Tentara mengatakan salah satu dari mereka hampir meledak di dalam tempat berlindung di balik dinding ledakan.

AS tidak memiliki pertahanan udara Patriot di pangkalan itu, dan tentara mengandalkan komandan lokal untuk melindungi pasukan mereka.

Pangkalan udara itu adalah salah satu pangkalan udara terbesar dan terbesar di negara ini tetapi tidak memiliki pertahanan permukaan-ke-udara yang cukup, karena AS tidak membangun struktur tersebut di pangkalan itu.

"Kami mendapat pemberitahuan bahwa mungkin ada serangan beberapa jam sebelumnya sehingga kami memindahkan peralatan," kata Staf Sersan Tommie Caldwell.

Beberapa hari setelah serangan rudal, Iran mengklaim telah membunuh 80 tentara AS, yang disebutnya "teroris Amerika".

Namun, ada kabar bahwa Iran telah memberi tahu Perdana Menteri Irak Adel Abdel Mahdi bahwa serangan rudal terhadap salah satu pangkalan negara yang menampung pasukan AS sudah dekat.

Finlandia juga diberi peringatan sebelum serangan, dan pemerintah masing-masing mengkonfirmasi bahwa tidak ada kematian meskipun ada klaim yang bertentangan dari Iran.

Letkol Coleman mengenang bahwa pada jam 10 malam semua staf dalam pengawasannya telah berlindung.

"Orang-orang menganggap ini sangat serius," katanya, dan tiga setengah jam kemudian, rudal menghujani.

Serangan itu, kata tentara, berlangsung selama dua jam.

Akeem Ferguson, yang berada di bunker era Saddam Hussein, mengingat saat timnya menerima transmisi yang menakutkan - enam rudal balistik Iran menuju ke arah mereka.

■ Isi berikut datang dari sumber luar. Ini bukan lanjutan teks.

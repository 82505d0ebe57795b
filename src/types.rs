// =============================================================================
// Shared types used across the dashboard
// =============================================================================

use std::str::FromStr;

use serde::{Deserialize, Serialize};

/// Lookback window requested from the market-data provider.
///
/// The string forms match the `range` values accepted by the chart endpoint.
#[derive(Debug, Clone, Copy, PartialEq, Eq, Hash, Serialize, Deserialize)]
pub enum LookbackPeriod {
    #[serde(rename = "1mo")]
    OneMonth,
    #[serde(rename = "3mo")]
    ThreeMonths,
    #[serde(rename = "6mo")]
    SixMonths,
    #[serde(rename = "1y")]
    OneYear,
    #[serde(rename = "2y")]
    TwoYears,
    #[serde(rename = "5y")]
    FiveYears,
    #[serde(rename = "10y")]
    TenYears,
    #[serde(rename = "ytd")]
    YearToDate,
    #[serde(rename = "max")]
    Max,
}

impl LookbackPeriod {
    pub fn as_str(&self) -> &'static str {
        match self {
            Self::OneMonth => "1mo",
            Self::ThreeMonths => "3mo",
            Self::SixMonths => "6mo",
            Self::OneYear => "1y",
            Self::TwoYears => "2y",
            Self::FiveYears => "5y",
            Self::TenYears => "10y",
            Self::YearToDate => "ytd",
            Self::Max => "max",
        }
    }
}

impl Default for LookbackPeriod {
    fn default() -> Self {
        Self::FiveYears
    }
}

impl std::fmt::Display for LookbackPeriod {
    fn fmt(&self, f: &mut std::fmt::Formatter<'_>) -> std::fmt::Result {
        f.write_str(self.as_str())
    }
}

impl FromStr for LookbackPeriod {
    type Err = anyhow::Error;

    fn from_str(s: &str) -> Result<Self, Self::Err> {
        let period = match s.trim().to_lowercase().as_str() {
            "1mo" => Self::OneMonth,
            "3mo" => Self::ThreeMonths,
            "6mo" => Self::SixMonths,
            "1y" => Self::OneYear,
            "2y" => Self::TwoYears,
            "5y" => Self::FiveYears,
            "10y" => Self::TenYears,
            "ytd" => Self::YearToDate,
            "max" => Self::Max,
            other => anyhow::bail!("unknown lookback period '{other}'"),
        };
        Ok(period)
    }
}

/// How dates are selected when correlating two return series.
#[derive(Debug, Clone, Copy, PartialEq, Eq, Serialize, Deserialize)]
pub enum OverlapPolicy {
    /// Keep only dates on which every included ticker has a defined return.
    DropAnyMissing,
    /// Each pair uses the dates on which both of its tickers are defined.
    Pairwise,
}

impl Default for OverlapPolicy {
    fn default() -> Self {
        Self::DropAnyMissing
    }
}

impl std::fmt::Display for OverlapPolicy {
    fn fmt(&self, f: &mut std::fmt::Formatter<'_>) -> std::fmt::Result {
        match self {
            Self::DropAnyMissing => write!(f, "DropAnyMissing"),
            Self::Pairwise => write!(f, "Pairwise"),
        }
    }
}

"Saya berpegangan pada pistol saya dan menundukkan kepala dan mencoba mencari tempat yang nyaman, jadi saya mulai bernyanyi untuk putri saya di kepala saya," kata sersan staf itu kepada CNN. "Dan aku hanya menunggu. Aku berharap apa pun yang terjadi, itu cepat."

"Aku 100 persen siap mati," tambahnya.

"Ketika sebuah roket menyerang itu satu hal; tetapi sebuah rudal balistik, itu seperti teror," kata staf Sersan Armando Martinez, yang telah berjaga-jaga di pihak korban.

"Kita harus berada di bunker selama lebih dari lima jam, mungkin tujuh atau delapan," tambah Kenneth Goodwin, Sersan Kepala di Angkatan Udara AS, menurut Reuters.

"Mereka tahu apa yang mereka tuju dengan menargetkan lapangan udara dan area parkir." (TNA)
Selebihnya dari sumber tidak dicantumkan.